Pour ou contre le travail en mode hybride

Selon les récentes observations des chercheurs, ça ne sera pas le lieu de travail qui serait le facteur le plus important mais plutôt la façon dont le travail est exécuté. Madame Lupien rapporte dans son livre qu’il y aurait un nombre d’heures optimal pour aller au bureau et faire du télétravail. On commence à avoir des données plus précises. Une première piste serait le mode de travail hybride dit « structuré » : 15 heures au bureau, 15 heures à la maison. On s’ajuste pour le reste selon son contexte.

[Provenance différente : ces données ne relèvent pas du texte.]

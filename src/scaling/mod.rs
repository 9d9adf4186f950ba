//! Scaling Resolver
//!
//! Infers the vertical capillary pressure scale factor the simulator must
//! have applied to one cell's curve so that the curve passes through the
//! hydrostatic in-place pressure at a given saturation:
//!
//! ```text
//! s = pc_unscaled / curve.evaluate_pc(saturation, 1.0)
//! ```
//!
//! When no meaningful scale exists the resolver returns a sentinel rather
//! than an error. Those cells still get a category; only their derived
//! curve fields stay empty.

use serde::{Deserialize, Serialize};

use crate::config::Tolerances;
use crate::curves::EndpointScaledCurve;

/// Result of resolving a scale factor for one cell.
#[derive(Debug, Clone, Copy, PartialEq, Serialize, Deserialize)]
#[serde(tag = "outcome", rename_all = "snake_case")]
pub enum ScalingOutcome {
    /// Positive finite scale that reproduces the in-place pressure
    Resolved { scale: f64 },
    /// The requested scale pushed the endpoint past PPCWMAX
    Capped { requested: f64, capped: f64 },
    /// Saturation at zero curve pressure, zero or non-finite pressure, or a
    /// non-positive ratio
    Undefined,
    /// Cell at or below the contact; no scaling is implied
    NotApplicable,
}

impl ScalingOutcome {
    /// Scale factor actually in effect, if any.
    pub fn scale(&self) -> Option<f64> {
        match *self {
            Self::Resolved { scale } => Some(scale),
            Self::Capped { capped, .. } => Some(capped),
            Self::Undefined | Self::NotApplicable => None,
        }
    }

    pub fn is_capped(&self) -> bool {
        matches!(self, Self::Capped { .. })
    }
}

/// Scale resolution against one cell's endpoint-scaled curve.
#[derive(Debug, Clone, Copy)]
pub struct ScalingResolver<'c, 'a> {
    curve: &'c EndpointScaledCurve<'a>,
    tolerances: Tolerances,
    ppcwmax: Option<f64>,
}

impl<'c, 'a> ScalingResolver<'c, 'a> {
    pub fn new(curve: &'c EndpointScaledCurve<'a>, tolerances: Tolerances) -> Self {
        Self {
            curve,
            tolerances,
            ppcwmax: None,
        }
    }

    /// Ceiling on the scaled endpoint pressure. `None` disables capping.
    pub fn with_ppcwmax(mut self, ppcwmax: Option<f64>) -> Self {
        self.ppcwmax = ppcwmax;
        self
    }

    /// Largest scale the cap allows, `ppcwmax / max_pc`.
    pub fn cap(&self) -> Option<f64> {
        let max_pc = self.curve.max_pc();
        match self.ppcwmax {
            Some(ppcwmax) if max_pc > 0.0 => Some(ppcwmax / max_pc),
            _ => None,
        }
    }

    /// Scale implied at `saturation`, ignoring any cap.
    pub fn resolve(&self, pc_unscaled: f64, saturation: f64, below_contact: bool) -> ScalingOutcome {
        if below_contact {
            return ScalingOutcome::NotApplicable;
        }
        if let Some(zero_sat) = self.curve.zero_pc_saturation() {
            if self.tolerances.same_saturation(saturation, zero_sat) {
                return ScalingOutcome::Undefined;
            }
        }

        let curve_pc = self.curve.evaluate_pc(saturation, 1.0);
        if !pc_unscaled.is_finite() || !curve_pc.is_finite() || pc_unscaled == 0.0 || curve_pc == 0.0 {
            return ScalingOutcome::Undefined;
        }

        let scale = pc_unscaled / curve_pc;
        if scale.is_finite() && scale > 0.0 {
            ScalingOutcome::Resolved { scale }
        } else {
            ScalingOutcome::Undefined
        }
    }

    /// Scale implied at `saturation`, capped where the endpoint would exceed
    /// PPCWMAX by more than the pressure tolerance.
    pub fn resolve_capped(
        &self,
        pc_unscaled: f64,
        saturation: f64,
        below_contact: bool,
    ) -> ScalingOutcome {
        let outcome = self.resolve(pc_unscaled, saturation, below_contact);
        let (ScalingOutcome::Resolved { scale }, Some(ppcwmax), Some(cap)) =
            (outcome, self.ppcwmax, self.cap())
        else {
            return outcome;
        };

        if scale * self.curve.max_pc() > ppcwmax + self.tolerances.pressure {
            ScalingOutcome::Capped {
                requested: scale,
                capped: cap,
            }
        } else {
            outcome
        }
    }
}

Par exemple, on pourrait décider ensemble de consacrer une journée de présentiel pour ce qu’on appelle des journées d’ancrage obligatoires où tout le monde est au bureau. On les consacre à la « culture d’affairement », c’est-à-dire la ruche, le multitâche. On se dérange, on se parle, on collabore. Une journée par semaine au bureau– la même pour tout le monde - et une autre journée juste pour tous les membres de notre équipe, qui pourrait être différente d’une équipe à l’autre.

D’un autre côté, on libère du temps protégé pour le travail en profondeur qui pourrait être fait en télétravail. Et quand on parle de temps protégé, ça veut dire qu’on se donne des règles communes pour ne pas se déranger par les courriels, le téléphone et les réunions, sans se sentir coupable.

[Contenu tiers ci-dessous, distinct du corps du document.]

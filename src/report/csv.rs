//! QC table export, one CSV row per cell.
//!
//! Missing values (SWLPC, PPCWMAX and the derived curve fields) are written
//! as empty fields.

use std::io::{self, Write};

use crate::types::QcRecord;

/// Column order of the exported QC table.
pub const QC_COLUMNS: [&str; 19] = [
    "INDEX",
    "X",
    "Y",
    "Z",
    "SATNUM",
    "EQLNUM",
    "SWATINIT",
    "SWAT",
    "SWL",
    "SWLPC",
    "SWU",
    "PORV",
    "QC_FLAG",
    "PC_UNSCALED",
    "PC",
    "PPCW",
    "PC_SCALING",
    "PPCWMAX",
    "WATER_VOLUME",
];

fn opt(value: Option<f64>) -> String {
    value.map(|v| v.to_string()).unwrap_or_default()
}

fn row(record: &QcRecord) -> [String; 19] {
    let c = &record.cell;
    [
        c.index.to_string(),
        c.x.to_string(),
        c.y.to_string(),
        c.z.to_string(),
        c.satnum.to_string(),
        c.eqlnum.to_string(),
        c.swatinit.to_string(),
        c.swat.to_string(),
        c.swl.to_string(),
        opt(c.swlpc),
        c.swu.to_string(),
        c.porv.to_string(),
        record.qc_flag.as_str().to_string(),
        record.pc_unscaled.to_string(),
        opt(record.pc()),
        opt(record.ppcw()),
        opt(record.pc_scaling()),
        opt(record.ppcwmax),
        record.water_volume().to_string(),
    ]
}

/// Write the header and one row per record.
pub fn write_qc_csv<'a, W, I>(writer: &mut W, records: I) -> io::Result<usize>
where
    W: Write,
    I: IntoIterator<Item = &'a QcRecord>,
{
    writeln!(writer, "{}", QC_COLUMNS.join(","))?;
    let mut rows = 0;
    for record in records {
        writeln!(writer, "{}", row(record).join(","))?;
        rows += 1;
    }
    writer.flush()?;
    Ok(rows)
}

D’autres pistes à explorer

Plusieurs autres pistes d’adaptation se dégagent dans le livre. On pense à des adaptations pour l’intégration des nouveaux employés, avec plus de journées d’ancrage en présentiel, à l’organisation des locaux avec des espaces dédiés au travail de surface comme les aires ouvertes et à des espaces pour le travail en profondeur. On pourrait aussi réfléchir en fonction de son rythme personnel pour organiser son travail (réunions vs travail en profondeur) : « Suis-je du matin ou du soir ? ». Il faudrait aussi s’assurer de changer les indicateurs de performance. En effet, l’évaluation basée sur le « nombre d’heures travaillées » - qui a été établi au temps de l’industrialisation quand on « punchait » à l’usine- est-elle encore mieux adaptée que les indicateurs liés aux résultats ?

De précieux conseils

Pour réussir ce virage complexe, il faut avoir le courage d’en parler et de s’entourer !

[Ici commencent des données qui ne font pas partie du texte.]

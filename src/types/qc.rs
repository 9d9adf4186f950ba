//! Per-cell diagnosis: QcFlag, DerivedCurveFields, QcRecord

use serde::{Deserialize, Serialize};

use super::CellRecord;

// ============================================================================
// QC Flag
// ============================================================================

/// Why a cell's realized water saturation is what it is.
///
/// Declared in classification order; the derived `Ord` follows it, so
/// reports list categories in the order they are tested.
#[derive(Debug, Clone, Copy, PartialEq, Eq, PartialOrd, Ord, Hash, Serialize, Deserialize)]
pub enum QcFlag {
    /// SWATINIT below the connate floor, truncated up to it
    #[serde(rename = "SWL_TRUNC")]
    SwlTrunc,
    /// Hydrocarbons requested at or below the free water level
    #[serde(rename = "HC_BELOW_FWL")]
    HcBelowFwl,
    /// SWATINIT at or above the zero capillary pressure saturation
    #[serde(rename = "SWATINIT_1")]
    Swatinit1,
    /// Fully water saturated, as requested
    #[serde(rename = "WATER")]
    Water,
    /// Capillary pressure scaling capped by PPCWMAX
    #[serde(rename = "PPCWMAX")]
    Ppcwmax,
    /// Capillary pressure scaled to honour SWATINIT
    #[serde(rename = "PC_SCALED")]
    PcScaled,
}

impl QcFlag {
    pub const ALL: [QcFlag; 6] = [
        QcFlag::SwlTrunc,
        QcFlag::HcBelowFwl,
        QcFlag::Swatinit1,
        QcFlag::Water,
        QcFlag::Ppcwmax,
        QcFlag::PcScaled,
    ];

    /// Upper-case tag used in tables and reports.
    pub fn as_str(&self) -> &'static str {
        match self {
            QcFlag::SwlTrunc => "SWL_TRUNC",
            QcFlag::HcBelowFwl => "HC_BELOW_FWL",
            QcFlag::Swatinit1 => "SWATINIT_1",
            QcFlag::Water => "WATER",
            QcFlag::Ppcwmax => "PPCWMAX",
            QcFlag::PcScaled => "PC_SCALED",
        }
    }

    pub fn description(&self) -> &'static str {
        match self {
            QcFlag::SwlTrunc => "SWATINIT < SWL (or SWLPC), truncated up to the connate floor",
            QcFlag::HcBelowFwl => "Hydrocarbons requested below the contact, ignored",
            QcFlag::Swatinit1 => "SWATINIT at or above the zero-Pc saturation, Pc not scaled",
            QcFlag::Water => "Water leg, SWAT = SWATINIT = 1",
            QcFlag::Ppcwmax => "Pc scaling limited by PPCWMAX, SWATINIT not honoured",
            QcFlag::PcScaled => "Pc scaled to match SWATINIT",
        }
    }
}

impl std::fmt::Display for QcFlag {
    fn fmt(&self, f: &mut std::fmt::Formatter<'_>) -> std::fmt::Result {
        f.write_str(self.as_str())
    }
}

impl std::str::FromStr for QcFlag {
    type Err = String;

    fn from_str(s: &str) -> Result<Self, Self::Err> {
        QcFlag::ALL
            .into_iter()
            .find(|flag| flag.as_str().eq_ignore_ascii_case(s.trim()))
            .ok_or_else(|| format!("unknown QC flag '{s}'"))
    }
}

// ============================================================================
// QC Record
// ============================================================================

/// Capillary pressure quantities derived for one cell.
///
/// Kept as one value so a record carries either all three or none.
#[derive(Debug, Clone, Copy, PartialEq, Serialize, Deserialize)]
pub struct DerivedCurveFields {
    /// Capillary pressure from the (scaled) curve
    #[serde(rename = "PC")]
    pub pc: f64,
    /// Maximum capillary pressure after scaling
    #[serde(rename = "PPCW")]
    pub ppcw: f64,
    /// Vertical scale applied to the table
    #[serde(rename = "PC_SCALING")]
    pub pc_scaling: f64,
}

impl DerivedCurveFields {
    /// Fields of a curve used as tabulated.
    pub fn unscaled(pc: f64, max_pc: f64) -> Self {
        Self {
            pc,
            ppcw: max_pc,
            pc_scaling: 1.0,
        }
    }
}

/// Diagnosis for one cell, with the cell's own fields carried through.
#[derive(Debug, Clone, Copy, PartialEq, Serialize)]
pub struct QcRecord {
    #[serde(flatten)]
    pub cell: CellRecord,
    #[serde(rename = "QC_FLAG")]
    pub qc_flag: QcFlag,
    /// Absent when the cell's curve fields are undefined. Under `PPCWMAX`,
    /// PC is the capped curve at SWATINIT, not the in-place pressure.
    #[serde(flatten)]
    pub derived: Option<DerivedCurveFields>,
    /// Hydrostatic capillary pressure at the cell centre, unscaled
    #[serde(rename = "PC_UNSCALED")]
    pub pc_unscaled: f64,
    #[serde(rename = "PPCWMAX")]
    pub ppcwmax: Option<f64>,
}

impl QcRecord {
    pub fn pc(&self) -> Option<f64> {
        self.derived.map(|d| d.pc)
    }

    pub fn ppcw(&self) -> Option<f64> {
        self.derived.map(|d| d.ppcw)
    }

    pub fn pc_scaling(&self) -> Option<f64> {
        self.derived.map(|d| d.pc_scaling)
    }

    /// Signed water volume discrepancy for this cell.
    pub fn water_volume(&self) -> f64 {
        self.cell.water_volume_change()
    }
}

Parler avec ses supérieurs et ses collègues gestionnaires pour réfléchir ensemble et faire évoluer le rôle du gestionnaire vers quelque chose de réaliste et d’adapté aux nouvelles réalités. Déléguer et automatiser certaines tâches administratives par exemple, pour être en mesure de mieux accompagner les humains. En parler avec les membres de son équipe pour mieux comprendre leur réalité et trouver ensemble des solutions.

ET

S’entourer, parce que son propre mieux-être, sa propre santé psychologique, ça implique de se sentir soutenu : aller en formation, consulter les conseillers en ressources humaines, faire partie d’un groupe de codéveloppement professionnel, faire une démarche de coaching individuelle… S’autoriser à prendre le temps d’identifier ses besoins et à mettre en œuvre les stratégies nécessaires pour y répondre.